* **Task**: Copy precisely the first line of the material below and every later line, stopping with the line that contains "the core only".
=====
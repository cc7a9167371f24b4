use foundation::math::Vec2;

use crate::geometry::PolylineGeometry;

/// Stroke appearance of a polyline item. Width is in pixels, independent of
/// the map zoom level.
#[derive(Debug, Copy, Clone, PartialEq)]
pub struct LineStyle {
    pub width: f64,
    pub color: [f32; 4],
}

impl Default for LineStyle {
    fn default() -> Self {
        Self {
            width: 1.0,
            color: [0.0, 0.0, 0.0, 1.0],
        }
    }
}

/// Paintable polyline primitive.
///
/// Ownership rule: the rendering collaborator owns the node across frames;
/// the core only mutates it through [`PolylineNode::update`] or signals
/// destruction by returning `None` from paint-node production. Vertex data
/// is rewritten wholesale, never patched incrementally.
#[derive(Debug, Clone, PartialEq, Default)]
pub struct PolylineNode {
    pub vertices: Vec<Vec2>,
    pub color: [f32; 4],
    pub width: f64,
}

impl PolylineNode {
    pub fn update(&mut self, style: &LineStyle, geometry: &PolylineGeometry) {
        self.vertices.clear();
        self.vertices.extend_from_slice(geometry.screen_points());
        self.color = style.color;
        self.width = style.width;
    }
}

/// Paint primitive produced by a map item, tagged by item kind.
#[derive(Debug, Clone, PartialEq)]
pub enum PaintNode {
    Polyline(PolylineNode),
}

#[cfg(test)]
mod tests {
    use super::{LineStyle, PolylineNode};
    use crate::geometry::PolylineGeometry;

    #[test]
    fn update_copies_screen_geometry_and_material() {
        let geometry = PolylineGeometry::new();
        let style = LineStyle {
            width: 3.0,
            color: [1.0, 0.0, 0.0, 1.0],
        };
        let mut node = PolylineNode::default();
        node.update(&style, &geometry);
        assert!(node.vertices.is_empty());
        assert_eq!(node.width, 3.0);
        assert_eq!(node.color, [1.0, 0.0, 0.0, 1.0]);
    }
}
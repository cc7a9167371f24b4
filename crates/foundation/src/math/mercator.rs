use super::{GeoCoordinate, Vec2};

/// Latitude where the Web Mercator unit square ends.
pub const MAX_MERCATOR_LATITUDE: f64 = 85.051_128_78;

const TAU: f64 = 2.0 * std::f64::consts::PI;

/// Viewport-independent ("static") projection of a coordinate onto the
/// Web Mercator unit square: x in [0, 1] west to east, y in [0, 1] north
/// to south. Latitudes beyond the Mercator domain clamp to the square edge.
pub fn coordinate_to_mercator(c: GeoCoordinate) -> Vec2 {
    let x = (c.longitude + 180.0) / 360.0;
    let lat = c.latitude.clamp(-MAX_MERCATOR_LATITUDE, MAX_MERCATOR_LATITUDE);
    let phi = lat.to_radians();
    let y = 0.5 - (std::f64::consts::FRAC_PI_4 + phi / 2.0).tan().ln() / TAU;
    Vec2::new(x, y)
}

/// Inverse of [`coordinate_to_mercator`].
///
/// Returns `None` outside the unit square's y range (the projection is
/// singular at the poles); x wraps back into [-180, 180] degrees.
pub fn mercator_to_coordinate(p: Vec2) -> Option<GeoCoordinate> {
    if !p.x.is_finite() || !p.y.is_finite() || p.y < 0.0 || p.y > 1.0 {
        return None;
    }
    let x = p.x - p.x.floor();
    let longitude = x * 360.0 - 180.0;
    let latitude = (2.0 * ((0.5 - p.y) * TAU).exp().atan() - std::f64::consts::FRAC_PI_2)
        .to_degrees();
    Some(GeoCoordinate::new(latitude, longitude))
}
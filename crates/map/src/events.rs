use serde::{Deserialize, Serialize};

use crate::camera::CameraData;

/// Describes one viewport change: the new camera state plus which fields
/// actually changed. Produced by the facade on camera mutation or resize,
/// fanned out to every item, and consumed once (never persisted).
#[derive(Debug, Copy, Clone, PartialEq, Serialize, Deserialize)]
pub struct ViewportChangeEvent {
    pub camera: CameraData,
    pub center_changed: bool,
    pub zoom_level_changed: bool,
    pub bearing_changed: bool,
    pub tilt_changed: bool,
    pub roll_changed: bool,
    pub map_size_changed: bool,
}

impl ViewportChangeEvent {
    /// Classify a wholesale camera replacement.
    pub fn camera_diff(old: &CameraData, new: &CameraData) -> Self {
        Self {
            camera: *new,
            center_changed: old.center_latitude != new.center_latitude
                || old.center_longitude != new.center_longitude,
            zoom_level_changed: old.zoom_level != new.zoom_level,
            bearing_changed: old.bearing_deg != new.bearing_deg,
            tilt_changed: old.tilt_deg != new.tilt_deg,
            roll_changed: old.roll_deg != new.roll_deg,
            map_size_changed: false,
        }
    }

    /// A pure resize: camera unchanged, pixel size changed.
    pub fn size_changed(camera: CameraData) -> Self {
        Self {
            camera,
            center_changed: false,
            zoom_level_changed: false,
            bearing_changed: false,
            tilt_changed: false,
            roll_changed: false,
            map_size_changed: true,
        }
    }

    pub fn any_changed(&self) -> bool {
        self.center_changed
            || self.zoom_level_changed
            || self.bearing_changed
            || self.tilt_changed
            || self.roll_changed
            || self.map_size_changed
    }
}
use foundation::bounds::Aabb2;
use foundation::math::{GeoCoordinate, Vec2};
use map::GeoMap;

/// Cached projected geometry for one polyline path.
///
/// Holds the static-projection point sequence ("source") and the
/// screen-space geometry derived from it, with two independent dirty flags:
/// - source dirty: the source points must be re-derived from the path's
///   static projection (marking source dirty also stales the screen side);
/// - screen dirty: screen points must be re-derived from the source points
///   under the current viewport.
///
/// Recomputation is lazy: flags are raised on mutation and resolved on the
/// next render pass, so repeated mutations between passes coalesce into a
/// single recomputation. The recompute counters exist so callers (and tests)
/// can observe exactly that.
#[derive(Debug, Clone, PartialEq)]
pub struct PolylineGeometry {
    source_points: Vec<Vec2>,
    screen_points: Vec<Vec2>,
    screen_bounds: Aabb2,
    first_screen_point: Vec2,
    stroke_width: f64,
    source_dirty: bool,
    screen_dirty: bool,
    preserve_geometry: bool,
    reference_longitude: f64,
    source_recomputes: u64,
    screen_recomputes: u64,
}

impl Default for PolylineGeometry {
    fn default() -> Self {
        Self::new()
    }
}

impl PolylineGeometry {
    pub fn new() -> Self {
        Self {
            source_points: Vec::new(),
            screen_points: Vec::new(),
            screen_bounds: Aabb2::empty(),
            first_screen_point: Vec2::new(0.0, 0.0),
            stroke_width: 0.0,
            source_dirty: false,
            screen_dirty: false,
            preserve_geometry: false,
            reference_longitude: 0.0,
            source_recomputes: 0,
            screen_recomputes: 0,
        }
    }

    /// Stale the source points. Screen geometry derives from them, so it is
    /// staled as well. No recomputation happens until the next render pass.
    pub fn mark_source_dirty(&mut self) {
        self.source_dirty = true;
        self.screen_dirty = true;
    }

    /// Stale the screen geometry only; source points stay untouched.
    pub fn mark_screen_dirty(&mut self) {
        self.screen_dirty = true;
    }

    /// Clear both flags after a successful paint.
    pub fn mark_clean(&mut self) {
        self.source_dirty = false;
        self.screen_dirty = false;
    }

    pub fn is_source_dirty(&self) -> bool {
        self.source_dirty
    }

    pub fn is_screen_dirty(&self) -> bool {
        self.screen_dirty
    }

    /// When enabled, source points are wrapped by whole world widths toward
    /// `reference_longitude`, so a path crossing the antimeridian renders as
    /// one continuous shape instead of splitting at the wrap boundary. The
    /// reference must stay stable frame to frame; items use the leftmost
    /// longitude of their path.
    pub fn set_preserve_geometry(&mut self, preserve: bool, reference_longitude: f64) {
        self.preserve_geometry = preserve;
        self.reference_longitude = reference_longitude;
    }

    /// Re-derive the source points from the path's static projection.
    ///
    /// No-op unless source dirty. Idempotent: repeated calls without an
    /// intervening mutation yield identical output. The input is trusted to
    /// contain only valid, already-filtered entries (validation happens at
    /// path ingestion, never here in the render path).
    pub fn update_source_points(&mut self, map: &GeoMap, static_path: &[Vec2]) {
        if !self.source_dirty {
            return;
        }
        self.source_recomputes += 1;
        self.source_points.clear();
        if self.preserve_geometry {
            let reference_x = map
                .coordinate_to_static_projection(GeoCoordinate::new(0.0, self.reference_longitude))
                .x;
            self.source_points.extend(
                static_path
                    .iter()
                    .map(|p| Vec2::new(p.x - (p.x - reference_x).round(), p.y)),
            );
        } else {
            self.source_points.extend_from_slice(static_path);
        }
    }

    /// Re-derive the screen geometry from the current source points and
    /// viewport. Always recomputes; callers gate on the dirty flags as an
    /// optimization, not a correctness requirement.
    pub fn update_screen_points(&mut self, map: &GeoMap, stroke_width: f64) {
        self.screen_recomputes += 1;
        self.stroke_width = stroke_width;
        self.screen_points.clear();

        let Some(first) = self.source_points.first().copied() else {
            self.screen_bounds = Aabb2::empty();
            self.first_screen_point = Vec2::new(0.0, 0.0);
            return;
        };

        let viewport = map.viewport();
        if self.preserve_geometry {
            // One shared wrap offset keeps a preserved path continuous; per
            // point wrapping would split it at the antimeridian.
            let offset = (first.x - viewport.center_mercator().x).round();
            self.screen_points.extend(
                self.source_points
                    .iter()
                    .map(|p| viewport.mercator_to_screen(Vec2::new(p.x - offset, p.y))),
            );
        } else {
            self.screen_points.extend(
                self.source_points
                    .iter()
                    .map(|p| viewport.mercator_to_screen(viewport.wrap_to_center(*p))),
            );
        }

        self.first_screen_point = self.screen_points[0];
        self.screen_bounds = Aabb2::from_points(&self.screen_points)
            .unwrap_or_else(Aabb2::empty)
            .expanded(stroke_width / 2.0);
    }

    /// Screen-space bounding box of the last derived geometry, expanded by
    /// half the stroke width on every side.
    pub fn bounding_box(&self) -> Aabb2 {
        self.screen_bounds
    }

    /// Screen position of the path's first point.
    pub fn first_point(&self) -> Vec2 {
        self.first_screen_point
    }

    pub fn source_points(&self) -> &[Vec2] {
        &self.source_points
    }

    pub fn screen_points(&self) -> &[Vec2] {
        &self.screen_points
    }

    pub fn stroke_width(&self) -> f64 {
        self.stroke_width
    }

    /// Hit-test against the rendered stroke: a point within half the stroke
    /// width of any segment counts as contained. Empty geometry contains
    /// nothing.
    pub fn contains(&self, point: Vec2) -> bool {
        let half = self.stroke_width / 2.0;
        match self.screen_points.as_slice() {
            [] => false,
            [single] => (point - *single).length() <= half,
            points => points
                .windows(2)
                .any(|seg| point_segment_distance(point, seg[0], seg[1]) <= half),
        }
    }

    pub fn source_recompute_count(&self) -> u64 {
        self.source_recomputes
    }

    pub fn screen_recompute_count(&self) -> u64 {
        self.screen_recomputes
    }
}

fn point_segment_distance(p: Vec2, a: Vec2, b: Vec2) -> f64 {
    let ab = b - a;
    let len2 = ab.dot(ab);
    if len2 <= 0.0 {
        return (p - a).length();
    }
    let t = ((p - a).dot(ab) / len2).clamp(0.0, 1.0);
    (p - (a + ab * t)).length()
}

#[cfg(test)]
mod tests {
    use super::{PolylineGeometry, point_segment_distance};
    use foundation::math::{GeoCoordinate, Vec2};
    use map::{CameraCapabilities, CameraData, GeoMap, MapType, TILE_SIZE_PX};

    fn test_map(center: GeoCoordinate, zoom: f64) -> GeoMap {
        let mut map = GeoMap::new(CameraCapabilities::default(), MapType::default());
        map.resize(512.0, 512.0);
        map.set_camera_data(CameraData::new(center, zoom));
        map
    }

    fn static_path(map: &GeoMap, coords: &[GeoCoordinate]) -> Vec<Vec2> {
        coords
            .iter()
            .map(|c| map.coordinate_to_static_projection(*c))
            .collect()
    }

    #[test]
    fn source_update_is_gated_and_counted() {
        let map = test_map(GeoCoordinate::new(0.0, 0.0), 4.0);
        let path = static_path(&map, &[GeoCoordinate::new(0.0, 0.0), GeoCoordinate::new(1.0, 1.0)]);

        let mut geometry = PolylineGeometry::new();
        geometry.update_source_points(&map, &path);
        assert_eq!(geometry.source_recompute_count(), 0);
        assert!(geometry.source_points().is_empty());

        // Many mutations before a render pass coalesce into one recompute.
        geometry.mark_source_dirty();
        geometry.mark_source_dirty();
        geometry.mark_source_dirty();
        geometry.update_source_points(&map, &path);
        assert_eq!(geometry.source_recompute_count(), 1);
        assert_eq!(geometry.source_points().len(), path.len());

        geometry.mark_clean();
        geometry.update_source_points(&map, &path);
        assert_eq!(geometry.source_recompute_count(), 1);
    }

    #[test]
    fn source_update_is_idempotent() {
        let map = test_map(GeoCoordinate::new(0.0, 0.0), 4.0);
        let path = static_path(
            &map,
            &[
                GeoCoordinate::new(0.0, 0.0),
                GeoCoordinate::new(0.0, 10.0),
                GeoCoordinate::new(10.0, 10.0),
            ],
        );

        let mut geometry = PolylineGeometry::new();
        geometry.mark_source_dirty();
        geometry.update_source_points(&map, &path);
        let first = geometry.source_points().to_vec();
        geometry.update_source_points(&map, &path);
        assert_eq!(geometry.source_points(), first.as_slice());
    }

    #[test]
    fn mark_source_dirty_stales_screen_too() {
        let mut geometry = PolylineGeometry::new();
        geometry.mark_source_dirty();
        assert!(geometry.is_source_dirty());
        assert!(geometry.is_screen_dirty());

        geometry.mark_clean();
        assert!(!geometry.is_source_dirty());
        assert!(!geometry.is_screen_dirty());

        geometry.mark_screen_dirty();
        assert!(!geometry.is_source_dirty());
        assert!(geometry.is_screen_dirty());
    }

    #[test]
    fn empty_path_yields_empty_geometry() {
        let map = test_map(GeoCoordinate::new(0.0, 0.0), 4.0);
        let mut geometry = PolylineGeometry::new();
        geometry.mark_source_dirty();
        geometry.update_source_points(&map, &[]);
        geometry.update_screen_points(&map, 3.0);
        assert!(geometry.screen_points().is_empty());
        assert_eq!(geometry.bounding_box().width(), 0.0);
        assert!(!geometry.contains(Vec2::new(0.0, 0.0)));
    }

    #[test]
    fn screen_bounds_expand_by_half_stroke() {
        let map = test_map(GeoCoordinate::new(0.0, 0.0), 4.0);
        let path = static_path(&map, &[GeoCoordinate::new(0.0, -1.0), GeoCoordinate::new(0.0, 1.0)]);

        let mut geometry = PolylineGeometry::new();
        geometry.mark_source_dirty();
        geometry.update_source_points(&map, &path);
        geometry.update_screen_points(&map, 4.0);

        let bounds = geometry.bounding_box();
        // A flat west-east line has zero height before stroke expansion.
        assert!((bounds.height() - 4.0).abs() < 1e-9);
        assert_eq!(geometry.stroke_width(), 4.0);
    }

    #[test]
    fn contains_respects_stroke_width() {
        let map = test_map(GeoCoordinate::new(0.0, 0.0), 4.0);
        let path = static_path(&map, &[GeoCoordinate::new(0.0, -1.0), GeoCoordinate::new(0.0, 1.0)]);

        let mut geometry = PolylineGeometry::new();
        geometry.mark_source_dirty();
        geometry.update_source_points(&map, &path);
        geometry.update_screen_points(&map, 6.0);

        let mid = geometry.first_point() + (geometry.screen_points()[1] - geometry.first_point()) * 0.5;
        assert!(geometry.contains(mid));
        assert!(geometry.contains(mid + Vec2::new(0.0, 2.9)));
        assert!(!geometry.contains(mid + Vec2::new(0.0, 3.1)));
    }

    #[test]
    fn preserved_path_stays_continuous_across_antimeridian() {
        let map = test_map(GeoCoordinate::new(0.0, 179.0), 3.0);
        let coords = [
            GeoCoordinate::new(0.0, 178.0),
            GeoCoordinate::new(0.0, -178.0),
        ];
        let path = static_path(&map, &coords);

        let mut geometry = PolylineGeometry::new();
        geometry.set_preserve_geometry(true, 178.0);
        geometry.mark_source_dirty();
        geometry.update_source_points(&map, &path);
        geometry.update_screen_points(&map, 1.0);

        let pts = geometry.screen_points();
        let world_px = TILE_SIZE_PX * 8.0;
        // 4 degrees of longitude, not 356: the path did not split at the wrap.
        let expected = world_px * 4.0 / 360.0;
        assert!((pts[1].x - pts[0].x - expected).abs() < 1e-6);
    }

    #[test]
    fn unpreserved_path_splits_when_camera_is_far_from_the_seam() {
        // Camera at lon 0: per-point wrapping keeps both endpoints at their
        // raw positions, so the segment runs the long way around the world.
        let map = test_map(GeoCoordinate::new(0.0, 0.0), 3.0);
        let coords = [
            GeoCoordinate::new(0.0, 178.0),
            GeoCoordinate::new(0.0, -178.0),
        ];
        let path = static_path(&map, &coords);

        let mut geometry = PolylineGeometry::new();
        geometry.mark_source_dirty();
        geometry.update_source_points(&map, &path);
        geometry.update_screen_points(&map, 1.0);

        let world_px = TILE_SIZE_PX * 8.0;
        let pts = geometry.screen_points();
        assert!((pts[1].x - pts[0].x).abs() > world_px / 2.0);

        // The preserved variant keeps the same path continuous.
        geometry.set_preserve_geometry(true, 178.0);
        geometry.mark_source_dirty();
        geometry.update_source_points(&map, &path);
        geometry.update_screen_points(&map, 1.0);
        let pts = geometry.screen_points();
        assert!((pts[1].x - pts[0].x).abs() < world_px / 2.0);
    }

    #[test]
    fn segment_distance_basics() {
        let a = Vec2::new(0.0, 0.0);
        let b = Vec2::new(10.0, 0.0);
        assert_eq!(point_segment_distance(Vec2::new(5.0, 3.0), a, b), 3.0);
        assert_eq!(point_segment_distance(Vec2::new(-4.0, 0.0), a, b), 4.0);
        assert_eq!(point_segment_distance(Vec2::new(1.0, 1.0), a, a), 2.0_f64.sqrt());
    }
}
=====
* **Exercise answer**:
repository cc7a9167371f24b4
use foundation::math::Vec2;

use crate::geometry::PolylineGeometry;

/// Stroke appearance of a polyline item. Width is in pixels, independent of
/// the map zoom level.
#[derive(Debug, Copy, Clone, PartialEq)]
pub struct LineStyle {
    pub width: f64,
    pub color: [f32; 4],
}

impl Default for LineStyle {
    fn default() -> Self {
        Self {
            width: 1.0,
            color: [0.0, 0.0, 0.0, 1.0],
        }
    }
}

/// Paintable polyline primitive.
///
/// Ownership rule: the rendering collaborator owns the node across frames;
/// the core only mutates it through [`PolylineNode::update`] or signals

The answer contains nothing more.